//! Sequential execution with value threading
//!
//! Exactly one task is in flight at a time. Each task receives the value
//! its predecessor reported, the first error ends the run, and the main
//! callback gets whatever the last task to run reported.
//!
//! Dispatch is a trampoline: a task that reports before returning does not
//! start its successor from inside its own stack frame. The driver loop
//! picks the outcome up once the task returns, so long chains of
//! synchronous tasks run in constant stack depth.

use crate::config::Flow;
use crate::lock;
use crate::signal::{Done, Step, Task};
use std::sync::{Arc, Mutex};

struct SerialState<T, E, F> {
    steps: std::vec::IntoIter<Step<T, E>>,
    completed: usize,
    outcome: Option<(Option<E>, Option<T>)>,
    dispatching: bool,
    callback: Option<F>,
}

struct SerialRun<T, E, F> {
    name: Arc<str>,
    watch: Option<Arc<str>>,
    total: usize,
    state: Mutex<SerialState<T, E, F>>,
}

impl Flow {
    /// Run `tasks` one after another, threading each reported value into the next task
    ///
    /// The first task receives `None` as its input. An empty list calls
    /// `callback(None, None)` before returning.
    pub fn serial<T, E, F>(&self, tasks: Vec<Step<T, E>>, callback: F)
    where
        T: Send + 'static,
        E: Send + 'static,
        F: FnOnce(Option<E>, Option<T>) + Send + 'static,
    {
        let mut steps = tasks.into_iter();
        let Some(first) = steps.next() else {
            tracing::debug!(flow = self.name(), "serial run with no tasks");
            callback(None, None);
            return;
        };

        let total = steps.len() + 1;
        tracing::debug!(flow = self.name(), tasks = total, "serial run started");

        let run = Arc::new(SerialRun {
            name: self.shared_name(),
            watch: self.watch(),
            total,
            state: Mutex::new(SerialState {
                steps,
                completed: 0,
                outcome: None,
                dispatching: true,
                callback: Some(callback),
            }),
        });

        first(None, signal(&run));
        drive(&run);
    }

    /// Start a [`Chain`] whose first task takes no input
    pub fn chain<T, E>(&self, first: Task<T, E>) -> Chain<T, E>
    where
        T: Send + 'static,
        E: Send + 'static,
    {
        let head: Step<T, E> = Box::new(move |_, done| first(done));
        Chain {
            flow: self.clone(),
            steps: vec![head],
        }
    }
}

fn signal<T, E, F>(run: &Arc<SerialRun<T, E, F>>) -> Done<T, E>
where
    T: Send + 'static,
    E: Send + 'static,
    F: FnOnce(Option<E>, Option<T>) + Send + 'static,
{
    let owner = Arc::clone(run);
    Done::watched(run.watch.clone(), move |error, value| {
        settle(&owner, error, value);
    })
}

fn settle<T, E, F>(run: &Arc<SerialRun<T, E, F>>, error: Option<E>, value: Option<T>)
where
    T: Send + 'static,
    E: Send + 'static,
    F: FnOnce(Option<E>, Option<T>) + Send + 'static,
{
    let mut state = lock(&run.state);
    state.outcome = Some((error, value));
    if state.dispatching {
        // The driver loop is still on the stack and will pick this up.
        return;
    }
    state.dispatching = true;
    drop(state);
    drive(run);
}

fn drive<T, E, F>(run: &Arc<SerialRun<T, E, F>>)
where
    T: Send + 'static,
    E: Send + 'static,
    F: FnOnce(Option<E>, Option<T>) + Send + 'static,
{
    loop {
        let mut state = lock(&run.state);
        let Some((error, value)) = state.outcome.take() else {
            state.dispatching = false;
            return;
        };

        let index = state.completed;
        state.completed += 1;
        tracing::trace!(
            flow = &*run.name,
            index,
            failed = error.is_some(),
            "serial task completed"
        );

        if error.is_some() || state.completed >= run.total {
            let callback = state.callback.take();
            drop(state);
            if let Some(callback) = callback {
                tracing::debug!(
                    flow = &*run.name,
                    completed = index + 1,
                    failed = error.is_some(),
                    "serial run finished"
                );
                callback(error, value);
            }
            return;
        }

        let Some(next) = state.steps.next() else {
            return;
        };
        drop(state);
        next(value, signal(run));
    }
}

/// Builder for a serial run whose first task takes no input
///
/// ```
/// use async_flow::{task, Chain};
///
/// Chain::start(task(|done| done.ok(String::from("a"))))
///     .then(|input: Option<String>, done| {
///         done.ok(input.unwrap_or_default() + "b")
///     })
///     .run(|error: Option<()>, value| {
///         assert!(error.is_none());
///         assert_eq!(value.as_deref(), Some("ab"));
///     });
/// ```
pub struct Chain<T, E> {
    flow: Flow,
    steps: Vec<Step<T, E>>,
}

impl<T, E> Chain<T, E>
where
    T: Send + 'static,
    E: Send + 'static,
{
    /// Start a chain under the default [`Flow`]
    pub fn start(first: Task<T, E>) -> Self {
        Flow::default().chain(first)
    }

    /// Append a task that receives the previous task's value
    #[must_use]
    pub fn then<G>(mut self, next: G) -> Self
    where
        G: FnOnce(Option<T>, Done<T, E>) + Send + 'static,
    {
        self.steps.push(Box::new(next));
        self
    }

    /// Append an already boxed [`Step`]
    #[must_use]
    pub fn then_step(mut self, next: Step<T, E>) -> Self {
        self.steps.push(next);
        self
    }

    /// Number of tasks in the chain
    #[must_use]
    pub fn len(&self) -> usize {
        self.steps.len()
    }

    /// A chain always holds at least its first task
    #[must_use]
    pub fn is_empty(&self) -> bool {
        self.steps.is_empty()
    }

    /// Run the chain, reporting to `callback`
    pub fn run<F>(self, callback: F)
    where
        F: FnOnce(Option<E>, Option<T>) + Send + 'static,
    {
        self.flow.serial(self.steps, callback);
    }

    pub(crate) fn into_parts(self) -> (Flow, Vec<Step<T, E>>) {
        (self.flow, self.steps)
    }
}
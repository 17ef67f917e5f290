//! `async`/`await` adapters over the callback combinators
//!
//! The combinators start their tasks eagerly, so the run is already under
//! way when one of these methods returns. The returned [`FlowFuture`] only
//! observes the main callback through a oneshot channel; dropping it does
//! not stop the run.

use crate::config::Flow;
use crate::error::{FlowError, Result};
use crate::map::project;
use crate::serial::Chain;
use crate::signal::{Done, Step, Task};
use futures::FutureExt;
use std::future::{Future, IntoFuture};
use std::pin::Pin;
use std::task::{Context, Poll};
use tokio::sync::oneshot;

/// Future resolving to the outcome of a flow run
///
/// Resolves to `Err(FlowError::Task(_))` when a task reported an error and
/// to `Err(FlowError::Abandoned)` when every completion signal of the run
/// was dropped before the main callback could fire.
pub struct FlowFuture<R, E> {
    receiver: oneshot::Receiver<(Option<E>, R)>,
}

impl<R, E> FlowFuture<R, E>
where
    R: Send + 'static,
    E: Send + 'static,
{
    fn channel() -> (Self, impl FnOnce(Option<E>, R) + Send + 'static) {
        let (sender, receiver) = oneshot::channel();
        let callback = move |error, value| {
            // The caller may have stopped waiting; the run still finishes.
            let _ = sender.send((error, value));
        };
        (Self { receiver }, callback)
    }
}

impl<R, E> Future for FlowFuture<R, E> {
    type Output = Result<R, E>;

    fn poll(self: Pin<&mut Self>, cx: &mut Context<'_>) -> Poll<Self::Output> {
        match Pin::new(&mut self.get_mut().receiver).poll(cx) {
            Poll::Ready(Ok((Some(error), _))) => Poll::Ready(Err(FlowError::Task(error))),
            Poll::Ready(Ok((None, value))) => Poll::Ready(Ok(value)),
            Poll::Ready(Err(_)) => Poll::Ready(Err(FlowError::Abandoned)),
            Poll::Pending => Poll::Pending,
        }
    }
}

impl Flow {
    /// [`Flow::serial`], resolved through a future
    pub fn serial_future<T, E>(&self, tasks: Vec<Step<T, E>>) -> FlowFuture<Option<T>, E>
    where
        T: Send + 'static,
        E: Send + 'static,
    {
        let (future, callback) = FlowFuture::channel();
        self.serial(tasks, callback);
        future
    }

    /// [`Flow::parallel`], resolved through a future
    pub fn parallel_future<T, E>(&self, tasks: Vec<Task<T, E>>) -> FlowFuture<Vec<Option<T>>, E>
    where
        T: Send + 'static,
        E: Send + 'static,
    {
        let (future, callback) = FlowFuture::channel();
        self.parallel(tasks, callback);
        future
    }

    /// [`Flow::map`], resolved through a future
    pub fn map_future<I, V, T, E, P>(&self, values: I, projection: P) -> FlowFuture<Vec<Option<T>>, E>
    where
        I: IntoIterator<Item = V>,
        V: Send + 'static,
        T: Send + 'static,
        E: Send + 'static,
        P: Fn(V, Done<T, E>) + Send + Sync + 'static,
    {
        self.parallel_future(project(values, projection))
    }

    /// Map each value through an async function, one spawned tokio task per value
    ///
    /// # Panics
    ///
    /// Panics if called outside a tokio runtime.
    pub fn map_async<I, V, T, E, G, Fut>(&self, values: I, f: G) -> FlowFuture<Vec<Option<T>>, E>
    where
        I: IntoIterator<Item = V>,
        V: Send + 'static,
        T: Send + 'static,
        E: Send + 'static,
        G: Fn(V) -> Fut + Send + Sync + 'static,
        Fut: Future<Output = std::result::Result<T, E>> + Send + 'static,
    {
        self.map_future(values, move |value, done| spawn_resolve(f(value), done))
    }
}

impl<T, E> IntoFuture for Chain<T, E>
where
    T: Send + 'static,
    E: Send + 'static,
{
    type Output = Result<Option<T>, E>;
    type IntoFuture = FlowFuture<Option<T>, E>;

    fn into_future(self) -> Self::IntoFuture {
        let (flow, steps) = self.into_parts();
        flow.serial_future(steps)
    }
}

fn spawn_resolve<T, E, Fut>(future: Fut, done: Done<T, E>)
where
    T: Send + 'static,
    E: Send + 'static,
    Fut: Future<Output = std::result::Result<T, E>> + Send + 'static,
{
    tokio::spawn(future.map(move |result| done.resolve(result)));
}

/// Lift a future into a zero-argument [`Task`]
///
/// The future is spawned on the current tokio runtime when the task is
/// invoked. If it panics, its completion signal is dropped and the run is
/// abandoned.
///
/// # Panics
///
/// The returned task panics if invoked outside a tokio runtime.
pub fn task_from_future<T, E, Fut>(future: Fut) -> Task<T, E>
where
    T: Send + 'static,
    E: Send + 'static,
    Fut: Future<Output = std::result::Result<T, E>> + Send + 'static,
{
    Box::new(move |done| spawn_resolve(future, done))
}

/// Lift an async function of the previous value into a [`Step`]
///
/// # Panics
///
/// The returned step panics if invoked outside a tokio runtime.
pub fn step_from_future<T, E, G, Fut>(f: G) -> Step<T, E>
where
    T: Send + 'static,
    E: Send + 'static,
    G: FnOnce(Option<T>) -> Fut + Send + 'static,
    Fut: Future<Output = std::result::Result<T, E>> + Send + 'static,
{
    Box::new(move |input, done| spawn_resolve(f(input), done))
}
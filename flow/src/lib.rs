//! # Async Flow
//!
//! Callback-style control flow over asynchronous units of work.
//!
//! A task is anything that does some work and eventually reports through a
//! [`Done`] completion signal, carrying an optional error and an optional
//! value. Three combinators orchestrate lists of tasks:
//!
//! - [`serial`] runs tasks one at a time, feeding each task the value its
//!   predecessor reported, and stops at the first error.
//! - [`parallel`] launches every task at once and collects the values in
//!   task order, whatever order they finish in.
//! - [`map`] turns each input value into a task through a projection and
//!   runs the result through [`parallel`].
//!
//! Each main callback fires exactly once per run. The combinators never
//! block: they return as soon as their tasks have been launched, and the
//! main callback fires from whichever completion signal finishes the run.
//!
//! ```
//! use async_flow::{map, parallel, serial, step, task};
//!
//! serial(
//!     vec![
//!         step(|_, done| done.ok(String::from("a"))),
//!         step(|input: Option<String>, done| done.ok(input.unwrap_or_default() + "b")),
//!     ],
//!     |error: Option<()>, value| assert_eq!(value.as_deref(), Some("ab")),
//! );
//!
//! parallel(
//!     vec![task(|done| done.ok(1)), task(|done| done.ok(2))],
//!     |error: Option<()>, results| assert_eq!(results, vec![Some(1), Some(2)]),
//! );
//!
//! map(
//!     vec![1, 2, 3],
//!     |value: u32, done| done.ok(value * 2),
//!     |error: Option<()>, results| assert_eq!(results, vec![Some(2), Some(4), Some(6)]),
//! );
//! ```
//!
//! Runs configured through [`FlowConfig`] go through a [`Flow`]; the free
//! functions use [`Flow::default`]. The `*_future` methods on [`Flow`]
//! expose the same runs as futures for `async` callers.

pub mod config;
pub mod error;
pub mod future;
pub mod map;
pub mod parallel;
pub mod serial;
pub mod signal;

pub use config::{Flow, FlowConfig};
pub use error::{FlowError, Result};
pub use future::{step_from_future, task_from_future, FlowFuture};
pub use serial::Chain;
pub use signal::{step, task, Done, Step, Task};

use std::sync::{Mutex, MutexGuard, PoisonError};

/// Run `tasks` in order, threading values; see [`Flow::serial`]
pub fn serial<T, E, F>(tasks: Vec<Step<T, E>>, callback: F)
where
    T: Send + 'static,
    E: Send + 'static,
    F: FnOnce(Option<E>, Option<T>) + Send + 'static,
{
    Flow::default().serial(tasks, callback);
}

/// Launch all `tasks` and collect values by position; see [`Flow::parallel`]
pub fn parallel<T, E, F>(tasks: Vec<Task<T, E>>, callback: F)
where
    T: Send + 'static,
    E: Send + 'static,
    F: FnOnce(Option<E>, Vec<Option<T>>) + Send + 'static,
{
    Flow::default().parallel(tasks, callback);
}

/// Project `values` into tasks and run them in parallel; see [`Flow::map`]
pub fn map<I, V, T, E, P, F>(values: I, projection: P, callback: F)
where
    I: IntoIterator<Item = V>,
    V: Send + 'static,
    T: Send + 'static,
    E: Send + 'static,
    P: Fn(V, Done<T, E>) + Send + Sync + 'static,
    F: FnOnce(Option<E>, Vec<Option<T>>) + Send + 'static,
{
    Flow::default().map(values, projection, callback);
}

/// Run state stays usable even if a task panicked while a signal held the lock
pub(crate) fn lock<S>(state: &Mutex<S>) -> MutexGuard<'_, S> {
    state.lock().unwrap_or_else(PoisonError::into_inner)
}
:::::
| EXERCISE BRIEF |
Every line that holds the string "whatever" must be copied from the records above.

| RESPONSE |
//! callback gets whatever the last task to run reported.
//!   task order, whatever order they finish in.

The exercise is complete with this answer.